Entries taken from a collection:
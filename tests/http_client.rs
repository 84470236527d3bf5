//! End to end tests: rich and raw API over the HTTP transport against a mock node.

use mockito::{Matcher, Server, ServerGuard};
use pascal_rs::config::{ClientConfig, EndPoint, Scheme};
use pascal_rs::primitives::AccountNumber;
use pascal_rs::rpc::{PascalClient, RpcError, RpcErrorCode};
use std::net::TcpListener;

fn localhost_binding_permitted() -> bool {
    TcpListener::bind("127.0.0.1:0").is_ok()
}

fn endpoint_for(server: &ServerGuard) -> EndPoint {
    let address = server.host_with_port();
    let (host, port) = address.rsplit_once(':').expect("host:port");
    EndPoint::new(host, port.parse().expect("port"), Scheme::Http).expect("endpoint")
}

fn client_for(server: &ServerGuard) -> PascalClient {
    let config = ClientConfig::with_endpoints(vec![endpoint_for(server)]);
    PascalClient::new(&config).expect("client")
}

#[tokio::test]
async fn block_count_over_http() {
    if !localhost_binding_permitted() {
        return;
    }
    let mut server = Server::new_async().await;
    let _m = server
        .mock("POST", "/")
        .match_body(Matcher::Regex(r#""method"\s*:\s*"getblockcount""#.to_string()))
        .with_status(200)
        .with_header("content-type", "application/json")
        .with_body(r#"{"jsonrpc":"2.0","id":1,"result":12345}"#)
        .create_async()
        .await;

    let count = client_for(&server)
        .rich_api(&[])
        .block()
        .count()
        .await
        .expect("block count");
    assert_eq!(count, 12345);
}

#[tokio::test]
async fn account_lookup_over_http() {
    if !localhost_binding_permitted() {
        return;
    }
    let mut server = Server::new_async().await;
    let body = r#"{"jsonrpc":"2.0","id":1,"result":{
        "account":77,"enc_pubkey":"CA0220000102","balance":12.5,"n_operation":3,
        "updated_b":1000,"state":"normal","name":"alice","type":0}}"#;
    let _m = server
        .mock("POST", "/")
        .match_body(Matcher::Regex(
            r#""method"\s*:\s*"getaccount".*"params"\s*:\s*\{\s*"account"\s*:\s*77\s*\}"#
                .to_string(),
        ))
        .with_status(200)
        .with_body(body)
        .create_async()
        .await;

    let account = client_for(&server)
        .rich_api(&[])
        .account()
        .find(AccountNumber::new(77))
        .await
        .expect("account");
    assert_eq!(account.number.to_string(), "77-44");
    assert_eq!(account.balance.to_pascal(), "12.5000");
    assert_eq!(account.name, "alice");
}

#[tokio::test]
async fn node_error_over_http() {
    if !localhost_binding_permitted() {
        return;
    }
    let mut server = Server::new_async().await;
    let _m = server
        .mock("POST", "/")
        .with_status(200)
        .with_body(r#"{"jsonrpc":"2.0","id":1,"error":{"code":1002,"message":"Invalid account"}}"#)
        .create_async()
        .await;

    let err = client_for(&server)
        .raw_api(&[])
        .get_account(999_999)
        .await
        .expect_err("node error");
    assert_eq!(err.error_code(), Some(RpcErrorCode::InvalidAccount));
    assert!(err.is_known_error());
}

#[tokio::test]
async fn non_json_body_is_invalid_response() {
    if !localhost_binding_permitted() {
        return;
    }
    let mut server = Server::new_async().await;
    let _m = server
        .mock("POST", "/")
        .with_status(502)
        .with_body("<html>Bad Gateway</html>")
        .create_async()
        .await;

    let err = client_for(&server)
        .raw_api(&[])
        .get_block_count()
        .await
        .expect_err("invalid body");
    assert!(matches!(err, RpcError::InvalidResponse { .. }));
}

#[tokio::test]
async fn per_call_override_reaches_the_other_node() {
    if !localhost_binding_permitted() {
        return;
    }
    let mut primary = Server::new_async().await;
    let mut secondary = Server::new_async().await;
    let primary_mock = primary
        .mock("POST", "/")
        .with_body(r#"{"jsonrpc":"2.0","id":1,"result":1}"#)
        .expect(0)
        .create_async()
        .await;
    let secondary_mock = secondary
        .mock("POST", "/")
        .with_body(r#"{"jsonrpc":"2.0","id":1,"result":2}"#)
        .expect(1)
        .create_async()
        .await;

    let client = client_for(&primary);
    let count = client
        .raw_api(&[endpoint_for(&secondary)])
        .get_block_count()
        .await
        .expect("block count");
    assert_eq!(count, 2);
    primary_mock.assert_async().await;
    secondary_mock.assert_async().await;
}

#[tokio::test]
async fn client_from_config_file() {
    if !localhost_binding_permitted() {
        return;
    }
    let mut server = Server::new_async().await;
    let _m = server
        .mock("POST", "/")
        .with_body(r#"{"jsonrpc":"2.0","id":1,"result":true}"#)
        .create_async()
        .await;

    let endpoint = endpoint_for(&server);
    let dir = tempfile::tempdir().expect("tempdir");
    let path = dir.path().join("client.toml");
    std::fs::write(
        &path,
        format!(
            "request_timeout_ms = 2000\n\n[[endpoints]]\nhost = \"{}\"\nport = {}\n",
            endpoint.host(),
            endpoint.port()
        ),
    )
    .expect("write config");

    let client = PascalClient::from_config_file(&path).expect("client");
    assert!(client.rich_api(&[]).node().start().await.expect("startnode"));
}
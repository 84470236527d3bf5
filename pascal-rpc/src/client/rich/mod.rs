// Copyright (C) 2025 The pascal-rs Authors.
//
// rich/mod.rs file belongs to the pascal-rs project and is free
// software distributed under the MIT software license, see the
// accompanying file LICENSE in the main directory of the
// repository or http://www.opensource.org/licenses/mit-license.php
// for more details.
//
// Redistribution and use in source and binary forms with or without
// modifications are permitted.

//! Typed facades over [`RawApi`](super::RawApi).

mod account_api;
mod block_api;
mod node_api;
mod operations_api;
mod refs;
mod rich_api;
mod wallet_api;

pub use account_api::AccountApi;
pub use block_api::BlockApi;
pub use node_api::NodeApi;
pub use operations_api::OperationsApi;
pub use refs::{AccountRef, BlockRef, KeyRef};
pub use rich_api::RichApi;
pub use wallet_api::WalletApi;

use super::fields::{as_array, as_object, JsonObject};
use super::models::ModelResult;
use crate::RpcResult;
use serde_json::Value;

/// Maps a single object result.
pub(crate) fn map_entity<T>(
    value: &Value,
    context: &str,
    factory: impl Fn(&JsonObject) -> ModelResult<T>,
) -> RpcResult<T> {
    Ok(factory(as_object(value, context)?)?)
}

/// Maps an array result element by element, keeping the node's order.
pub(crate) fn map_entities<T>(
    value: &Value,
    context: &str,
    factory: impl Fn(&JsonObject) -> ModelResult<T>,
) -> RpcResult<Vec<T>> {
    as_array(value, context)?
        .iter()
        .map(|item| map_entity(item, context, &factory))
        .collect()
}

◆ PROBLEM DETAILS: Only lines holding the word "Maps" are wanted, so copy each of them from the records above.

◆ EXERCISE RESPONSE:
/// Maps a single object result.
/// Maps an array result element by element, keeping the node's order.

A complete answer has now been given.